MATERIAL PROVIDED:
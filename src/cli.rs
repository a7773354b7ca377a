//! CLI parsing and orchestration. Merges flags over the config file, builds the HTTP client,
//! runs the scrape, and renders its progress. Maps errors to exit codes.

use crate::config::{self, Config};
use crate::download::Downloader;
use crate::extract::LinkExtractor;
use crate::reddit::{FeedClient, FeedDialect, PageType, PoliteClient};
use crate::scrape::{
    clamp_limit, page_cursors, ImageSkip, ScrapeEvent, ScrapeOptions, ScrapeSummary, Scraper,
    DEFAULT_LIMIT,
};
use clap::Parser;
use indicatif::{ProgressBar, ProgressStyle};
use std::path::PathBuf;
use std::time::Duration;
use thiserror::Error;

/// CLI error carrying exit code and message.
#[derive(Debug, Error)]
pub enum CliRunError {
    #[error("{0}")]
    InvalidInput(String),

    #[error("Failed to create HTTP client: {0}")]
    Client(#[from] reqwest::Error),
}

impl CliRunError {
    pub fn exit_code(&self) -> i32 {
        match self {
            CliRunError::InvalidInput(_) => 1,
            CliRunError::Client(_) => 2,
        }
    }
}

#[derive(Parser, Debug)]
#[command(name = "mavic")]
#[command(about = "Download imgur images posted to subreddits")]
#[command(
    after_help = "Config file keys (output_dir, limit, page_type, front_page, feed, sniff, root_folder_only, user_agent, request_delay_secs, timeout_secs, retry_count, retry_backoff_secs) are read from ./mavic.toml or <config dir>/mavic/config.toml. CLI flags override config."
)]
pub struct Args {
    /// Output directory; each subreddit gets a subdirectory. Default: ./
    #[arg(short, long)]
    pub output: Option<PathBuf>,

    /// Posts to fetch per subreddit (default 50; 0, negative, or above 500 resets to 50).
    #[arg(short, long, allow_negative_numbers = true)]
    pub limit: Option<i64>,

    /// Also scrape the front page, before the listed subreddits.
    #[arg(short, long)]
    pub front: bool,

    /// Listing sort: hot, new, rising, controversial[-span], top[-span] where span is
    /// hour, day, week, month, year, or all. Unknown values use hot.
    #[arg(short = 't', long = "type")]
    pub page_type: Option<String>,

    /// Subreddits to scrape, space or comma separated.
    #[arg(short, long, required = true, num_args = 1.., value_delimiter = ',')]
    pub subreddits: Vec<String>,

    /// Feed format to read: json (default) or rss.
    #[arg(long, value_parser = parse_feed)]
    pub feed: Option<FeedDialect>,

    /// Keep the URL's extension instead of detecting the file type from its content.
    #[arg(long)]
    pub no_sniff: bool,

    /// Save every image directly in the output directory.
    #[arg(long)]
    pub root_only: bool,

    /// HTTP User-Agent (overrides config).
    #[arg(long)]
    pub user_agent: Option<String>,

    /// Delay between requests in seconds (overrides config; default 1).
    #[arg(long)]
    pub delay: Option<u64>,

    /// Request timeout in seconds (overrides config; default 30).
    #[arg(long)]
    pub timeout: Option<u64>,

    /// Print the feed URLs and target directories without fetching anything.
    #[arg(long)]
    pub dry_run: bool,

    /// Suppress progress output (errors only).
    #[arg(short, long)]
    pub quiet: bool,

    /// Report skipped entries and images, and print the error chain on failure.
    #[arg(long)]
    pub verbose: bool,
}

fn parse_feed(s: &str) -> Result<FeedDialect, String> {
    match s.trim().to_lowercase().as_str() {
        "json" => Ok(FeedDialect::Json),
        "rss" | "atom" | "xml" => Ok(FeedDialect::Rss),
        _ => Err(format!("Invalid feed value: '{}'. Use json or rss.", s)),
    }
}

/// Non-positive and oversized limits fall back to the default.
fn limit_from(n: i64) -> u32 {
    u32::try_from(n).map_or(DEFAULT_LIMIT, clamp_limit)
}

/// Flags merged over config merged over defaults.
#[derive(Debug)]
struct Settings {
    options: ScrapeOptions,
    dialect: FeedDialect,
    page_type: PageType,
    sniff: bool,
    user_agent: Option<String>,
    delay_secs: Option<u64>,
    timeout_secs: Option<u64>,
    retry_count: Option<u32>,
    retry_backoff_secs: Option<Vec<u64>>,
}

fn resolve(args: &Args, config: Option<&Config>) -> Result<Settings, CliRunError> {
    let dialect = match args.feed {
        Some(d) => d,
        None => match config.and_then(|c| c.feed.as_deref()) {
            Some(s) => parse_feed(s)
                .map_err(|e| CliRunError::InvalidInput(format!("Config key feed: {}", e)))?,
            None => FeedDialect::Json,
        },
    };
    let page_type = args
        .page_type
        .as_deref()
        .or_else(|| config.and_then(|c| c.page_type.as_deref()))
        .map(PageType::parse_lenient)
        .unwrap_or_default();
    let output_dir = args
        .output
        .clone()
        .or_else(|| config.and_then(|c| c.output_dir.clone()))
        .unwrap_or_else(|| PathBuf::from("."));
    let limit = args
        .limit
        .or_else(|| config.and_then(|c| c.limit))
        .map_or(DEFAULT_LIMIT, limit_from);

    Ok(Settings {
        options: ScrapeOptions {
            output_dir,
            limit,
            front_page: args.front || config.and_then(|c| c.front_page).unwrap_or(false),
            root_folder_only: args.root_only
                || config.and_then(|c| c.root_folder_only).unwrap_or(false),
            subreddits: args.subreddits.clone(),
        },
        dialect,
        page_type,
        sniff: !args.no_sniff && config.and_then(|c| c.sniff).unwrap_or(true),
        user_agent: args
            .user_agent
            .clone()
            .or_else(|| config.and_then(|c| c.user_agent.clone())),
        delay_secs: args
            .delay
            .or_else(|| config.and_then(|c| c.request_delay_secs)),
        timeout_secs: args.timeout.or_else(|| config.and_then(|c| c.timeout_secs)),
        retry_count: config.and_then(|c| c.retry_count),
        retry_backoff_secs: config.and_then(|c| c.retry_backoff_secs.clone()),
    })
}

fn build_client(settings: &Settings) -> Result<PoliteClient, CliRunError> {
    let mut builder = PoliteClient::builder();
    if let Some(ua) = &settings.user_agent {
        builder = builder.user_agent(ua.clone());
    }
    if let Some(secs) = settings.delay_secs {
        builder = builder.delay_secs(secs);
    }
    if let Some(secs) = settings.timeout_secs {
        builder = builder.timeout_secs(secs);
    }
    if let Some(n) = settings.retry_count {
        builder = builder.retry_count(n);
    }
    if let Some(secs) = &settings.retry_backoff_secs {
        builder = builder.retry_backoff_secs(secs.clone());
    }
    Ok(builder.build()?)
}

fn spinner() -> ProgressBar {
    let bar = ProgressBar::new_spinner();
    if let Ok(style) = ProgressStyle::default_spinner().template("{spinner} {msg} ({elapsed})") {
        bar.set_style(style.tick_chars("⠋⠙⠹⠸⠼⠴⠦⠧⠇⠏"));
    }
    bar.enable_steady_tick(Duration::from_millis(80));
    bar
}

fn describe_skip(reason: &ImageSkip<'_>) -> String {
    match reason {
        ImageSkip::NoImageId => "no image id in link".to_string(),
        ImageSkip::Duplicate => "already handled this run".to_string(),
        ImageSkip::AlreadyOnDisk(path) => format!("already saved as {}", path.display()),
        ImageSkip::Declined(e) => e.to_string(),
    }
}

/// Warnings go to stderr with the spinner hidden; `None` means the event is not worth a line.
fn event_line(event: &ScrapeEvent<'_>, verbose: bool) -> Option<String> {
    match event {
        ScrapeEvent::PageFailed {
            subreddit,
            cursor,
            error,
        } => Some(format!(
            "Warning: r/{} page at {} failed: {}",
            subreddit, cursor, error
        )),
        ScrapeEvent::SubredditFailed { subreddit, error } => {
            Some(format!("Warning: skipping r/{}: {}", subreddit, error))
        }
        ScrapeEvent::ImageFailed { image, error } => {
            let what = if error.is_fetch_failure() {
                "fetch"
            } else {
                "save"
            };
            Some(format!(
                "Warning: could not {} {} ({}): {}",
                what, image.image_id, image.link, error
            ))
        }
        ScrapeEvent::EntrySkipped { subreddit, entry } if verbose => Some(format!(
            "Skipped entry {} in r/{}: {}",
            entry.position + 1,
            subreddit,
            entry.reason
        )),
        ScrapeEvent::ImageSkipped { image, reason } if verbose => Some(format!(
            "Skipped {}: {}",
            image.link,
            describe_skip(reason)
        )),
        ScrapeEvent::Downloaded { path, .. } if verbose => {
            Some(format!("Saved {}", path.display()))
        }
        ScrapeEvent::SubredditFinished { subreddit, images } if verbose => {
            Some(format!("Finished r/{}: {} distinct images", subreddit, images))
        }
        _ => None,
    }
}

fn render_event(bar: &ProgressBar, event: &ScrapeEvent<'_>, verbose: bool) {
    match event {
        ScrapeEvent::SubredditStarted { subreddit, .. } => {
            bar.set_message(format!("Reading r/{}", subreddit));
        }
        ScrapeEvent::Downloading { image } => {
            bar.set_message(format!(
                "Downloading {} from r/{}",
                image.image_id, image.subreddit
            ));
        }
        _ => {}
    }
    if let Some(line) = event_line(event, verbose) {
        bar.suspend(|| eprintln!("{}", line));
    }
}

fn summary_line(summary: &ScrapeSummary) -> String {
    let mut line = format!(
        "Downloaded {}, skipped {}, failed {}",
        summary.downloaded, summary.skipped, summary.failed
    );
    if !summary.failed_subreddits.is_empty() {
        line.push_str(&format!(
            "; failed subreddits: {}",
            summary.failed_subreddits.join(", ")
        ));
    }
    line
}

fn print_dry_run(settings: &Settings, feed: &FeedClient) {
    let limit = clamp_limit(settings.options.limit);
    for subreddit in settings.options.subreddit_list() {
        let directory = settings.options.directory_for(&subreddit);
        eprintln!("r/{} -> {}", subreddit, directory.display());
        for (cursor, page_limit) in page_cursors(limit) {
            match feed.request_url(&subreddit, page_limit, cursor) {
                Ok(url) => println!("{}", url),
                Err(e) => {
                    eprintln!("Warning: {}", e);
                    break;
                }
            }
        }
    }
}

/// Entry point for the CLI. Returns Ok(()) on success; Err with exit code and message on failure.
///
/// Per-subreddit, per-page, and per-image failures are reported and counted, never returned.
pub fn run(args: &Args) -> Result<(), CliRunError> {
    let config = config::load_config().map_err(CliRunError::InvalidInput)?;
    let settings = resolve(args, config.as_ref())?;
    let feed = FeedClient::new(settings.dialect, settings.page_type);

    if args.dry_run {
        print_dry_run(&settings, &feed);
        return Ok(());
    }

    let extractor = LinkExtractor::new()
        .map_err(|e| CliRunError::InvalidInput(format!("Bad link pattern: {}", e)))?;
    let mut client = build_client(&settings)?;

    let bar = if args.quiet { None } else { Some(spinner()) };
    let verbose = args.verbose;
    let render = |event: &ScrapeEvent<'_>| {
        if let Some(bar) = bar.as_ref() {
            render_event(bar, event, verbose);
        }
    };

    let mut scraper = Scraper::new(
        &mut client,
        feed,
        extractor,
        Downloader::new(settings.sniff),
    );
    if !args.quiet {
        scraper = scraper.on_event(&render);
    }
    let summary = scraper.run(&settings.options);

    if let Some(bar) = bar.as_ref() {
        bar.disable_steady_tick();
        bar.finish_and_clear();
    }
    if !args.quiet {
        eprintln!("{}", summary_line(&summary));
    }
    Ok(())
}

TASK DETAILS: Check each line above for "crate" and state how many match, answering with only the number.

TASK OUTPUT: 5